He strides with cool familiarity through the hallways, like he’s been here a million times. Like he lives here. My body may as well be on fire, that’s how much the pain and fear scorch me, that’s how much I scream. In the molten center is the certainty that Damon Scott went through this.

Not something similar. This exactly. In this horrible place.

He knows these walls. These floors.

He knows the cracked placard that says Recreation Room in front of us.

There are a million funhouse horrors that a recreation room might hold. They flash through my brain like a demented slideshow, promising that this will be worse than what came before—worse than the stabbing pain in my body and the shame in my heart. And even so, I could not have predicted this.

I could not have foretold about the pool.

It’s large and rectangular, like the kind at my YMCA. Only instead of pale white concrete it’s made from tile, green and thin and cracked in a thousand places. Nothing that could be operational today. And it’s not operational, strictly speaking. There isn’t water. There couldn’t be water, not with the thick cracks in the concrete. As if the whole foundation has shifted over the decades, nature reclaiming what was hers.

I want to slide into the cracks, even though they’re a couple inches wide. I want to disappear into the center of the earth. He told me I’d want to die, and he’s right, he’s right, he’s right.

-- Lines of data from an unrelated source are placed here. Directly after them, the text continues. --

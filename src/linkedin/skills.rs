// src/linkedin/skills.rs
const COMMON_SKILLS: &[&str] = &[
    "python", "javascript", "java", "react", "node.js", "sql", "aws",
    "machine learning", "ai", "data analysis", "project management",
    "agile", "scrum", "marketing", "sales", "design", "ui/ux",
    "html", "css", "typescript", "angular", "vue", "docker", "kubernetes",
    "git", "github", "jenkins", "jira", "confluence", "slack", "zoom",
    "excel", "powerpoint", "word", "photoshop", "illustrator", "figma",
    "tableau", "power bi", "r", "matlab", "tensorflow", "pytorch",
    "scikit-learn", "pandas", "numpy", "matplotlib", "seaborn",
];

/// Dictionary skills mentioned in the headline, about text or job titles
pub fn infer_skills<'a>(
    headline: &str,
    about: &str,
    titles: impl IntoIterator<Item = &'a str>,
) -> Vec<String> {
    let mut texts = vec![headline.to_lowercase(), about.to_lowercase()];
    texts.extend(titles.into_iter().map(str::to_lowercase));

    COMMON_SKILLS
        .iter()
        .filter(|skill| texts.iter().any(|text| mentions(text, skill)))
        .map(|skill| skill.to_string())
        .collect()
}

// Skills of three letters or fewer only count as whole words
fn mentions(text: &str, skill: &str) -> bool {
    if skill.len() > 3 {
        return text.contains(skill);
    }
    text.split(|c: char| !c.is_alphanumeric())
        .any(|word| word == skill)
}

#[cfg(test)]
mod tests {
    use super::*;

    #[test]
    fn finds_skills_across_sources_once() {
        let skills = infer_skills(
            "Python developer | AWS",
            "Loves python, React and Kubernetes",
            ["Senior Data Analysis Lead"],
        );
        assert_eq!(
            skills,
            vec!["python", "react", "aws", "data analysis", "kubernetes"]
        );
    }

    #[test]
    fn short_skills_need_word_boundaries() {
        assert!(infer_skills("Product manager", "", []).is_empty());
        assert_eq!(infer_skills("AI researcher using R", "", []), vec!["ai", "r"]);
        assert!(infer_skills("Digital marketing for awsome brands", "", [])
            .iter()
            .all(|s| s != "git" && s != "aws"));
        assert_eq!(infer_skills("SQL and Git daily", "", []), vec!["sql", "git"]);
    }
}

He tosses me into the pit. My knees make a loud crack with the fall. I know there’s pain, but it doesn’t register. Not with anticipation clawing at my throat, knowing what will come next. The pool may be empty, but there’s something a little damp down here. A little slippery. I stagger, trying to stand, struggling to find that sliver of hope that says I’ll make it out alive.

“Don’t worry,” he says, soft enough I almost don’t hear. “This will help you, too.”

In the corner the thick roots of a tree have broken through the tile in the far end, leaving a wide chasm. That split narrows to a thick crack near the bottom. A little more and water wouldn’t hold.

The monster above me turns a knob.

A steel pipe juts out of the wall. It pours water into the pool, leaving a small puddle at my feet. My heart beats a slow rhythm, like it can’t believe this. Like it knows better than to panic.

Like this can’t possibly be real.

When I was little I fought the current. I kicked and paddled, struggling to get to the surface. Now I stand very still as the water rises to my ankles, knowing it won’t possibly help.

There aren’t sharp rocks at the bottom. Only a dark vegetation grown over tile.

Water rises, dark in the ancient Recreation Room, almost as black as the bottom. The mermaid tank was beautiful, mostly because the water was clear. And I knew the river was different because it was dark. Like this.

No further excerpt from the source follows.